## Supplied information
==================================================

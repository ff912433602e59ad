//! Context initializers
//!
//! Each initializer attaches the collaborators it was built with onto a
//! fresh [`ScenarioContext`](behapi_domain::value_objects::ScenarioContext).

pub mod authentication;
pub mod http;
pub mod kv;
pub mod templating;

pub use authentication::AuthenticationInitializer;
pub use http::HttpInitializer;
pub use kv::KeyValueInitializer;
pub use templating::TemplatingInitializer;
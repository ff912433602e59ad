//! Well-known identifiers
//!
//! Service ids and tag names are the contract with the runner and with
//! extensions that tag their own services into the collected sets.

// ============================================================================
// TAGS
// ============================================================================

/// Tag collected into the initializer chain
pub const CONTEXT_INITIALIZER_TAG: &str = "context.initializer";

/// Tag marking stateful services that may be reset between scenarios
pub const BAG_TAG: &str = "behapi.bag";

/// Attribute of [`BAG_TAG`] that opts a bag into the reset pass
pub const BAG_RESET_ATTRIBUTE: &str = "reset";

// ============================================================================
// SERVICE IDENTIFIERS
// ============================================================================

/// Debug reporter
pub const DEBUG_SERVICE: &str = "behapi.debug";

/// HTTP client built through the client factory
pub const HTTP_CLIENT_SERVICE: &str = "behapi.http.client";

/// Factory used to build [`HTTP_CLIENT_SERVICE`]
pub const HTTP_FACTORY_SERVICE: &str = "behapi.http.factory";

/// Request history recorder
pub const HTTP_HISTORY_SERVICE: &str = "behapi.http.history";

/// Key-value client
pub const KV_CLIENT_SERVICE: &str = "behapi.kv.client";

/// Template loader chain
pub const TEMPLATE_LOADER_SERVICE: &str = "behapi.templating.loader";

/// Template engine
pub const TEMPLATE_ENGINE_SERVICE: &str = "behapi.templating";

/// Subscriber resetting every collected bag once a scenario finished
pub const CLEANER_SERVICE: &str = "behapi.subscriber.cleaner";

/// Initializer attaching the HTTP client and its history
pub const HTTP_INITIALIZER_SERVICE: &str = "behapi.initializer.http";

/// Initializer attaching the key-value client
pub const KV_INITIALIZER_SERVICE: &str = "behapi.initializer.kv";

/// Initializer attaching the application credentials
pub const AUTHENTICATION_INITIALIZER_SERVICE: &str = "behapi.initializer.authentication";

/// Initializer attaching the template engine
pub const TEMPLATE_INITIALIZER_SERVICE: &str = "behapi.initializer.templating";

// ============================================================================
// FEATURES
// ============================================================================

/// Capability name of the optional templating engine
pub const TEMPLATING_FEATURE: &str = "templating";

==================================================

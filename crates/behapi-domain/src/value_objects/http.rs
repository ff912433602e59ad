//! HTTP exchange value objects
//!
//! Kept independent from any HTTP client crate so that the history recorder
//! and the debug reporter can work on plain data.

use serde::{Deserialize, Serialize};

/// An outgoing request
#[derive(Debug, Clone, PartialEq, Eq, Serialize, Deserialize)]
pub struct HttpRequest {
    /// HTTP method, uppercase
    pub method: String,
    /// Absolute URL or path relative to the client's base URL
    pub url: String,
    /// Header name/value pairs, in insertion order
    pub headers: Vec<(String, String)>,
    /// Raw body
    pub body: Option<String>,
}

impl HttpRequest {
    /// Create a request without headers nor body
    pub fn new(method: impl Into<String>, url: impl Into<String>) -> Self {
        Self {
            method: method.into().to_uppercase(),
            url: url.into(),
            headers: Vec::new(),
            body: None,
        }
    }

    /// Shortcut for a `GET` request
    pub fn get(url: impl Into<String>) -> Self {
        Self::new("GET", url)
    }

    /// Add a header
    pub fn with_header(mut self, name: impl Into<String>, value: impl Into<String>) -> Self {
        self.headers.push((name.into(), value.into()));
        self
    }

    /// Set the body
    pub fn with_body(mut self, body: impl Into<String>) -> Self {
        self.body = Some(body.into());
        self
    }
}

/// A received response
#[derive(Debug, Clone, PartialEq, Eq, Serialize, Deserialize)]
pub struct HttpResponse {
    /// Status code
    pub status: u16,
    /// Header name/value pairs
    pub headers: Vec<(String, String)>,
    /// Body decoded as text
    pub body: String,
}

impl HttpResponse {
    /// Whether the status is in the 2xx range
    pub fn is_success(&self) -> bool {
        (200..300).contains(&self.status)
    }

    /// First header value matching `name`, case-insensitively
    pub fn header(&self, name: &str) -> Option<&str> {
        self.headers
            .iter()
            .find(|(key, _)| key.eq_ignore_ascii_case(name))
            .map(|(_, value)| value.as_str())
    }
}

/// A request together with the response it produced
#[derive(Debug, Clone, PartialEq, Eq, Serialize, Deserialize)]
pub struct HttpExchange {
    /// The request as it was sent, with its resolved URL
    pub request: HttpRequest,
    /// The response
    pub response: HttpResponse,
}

==================================================

## To do
What lines in the entries contain "HttpRequest"? Report each one by copying it.

## Answer box
pub struct HttpRequest {
impl HttpRequest {
    pub request: HttpRequest,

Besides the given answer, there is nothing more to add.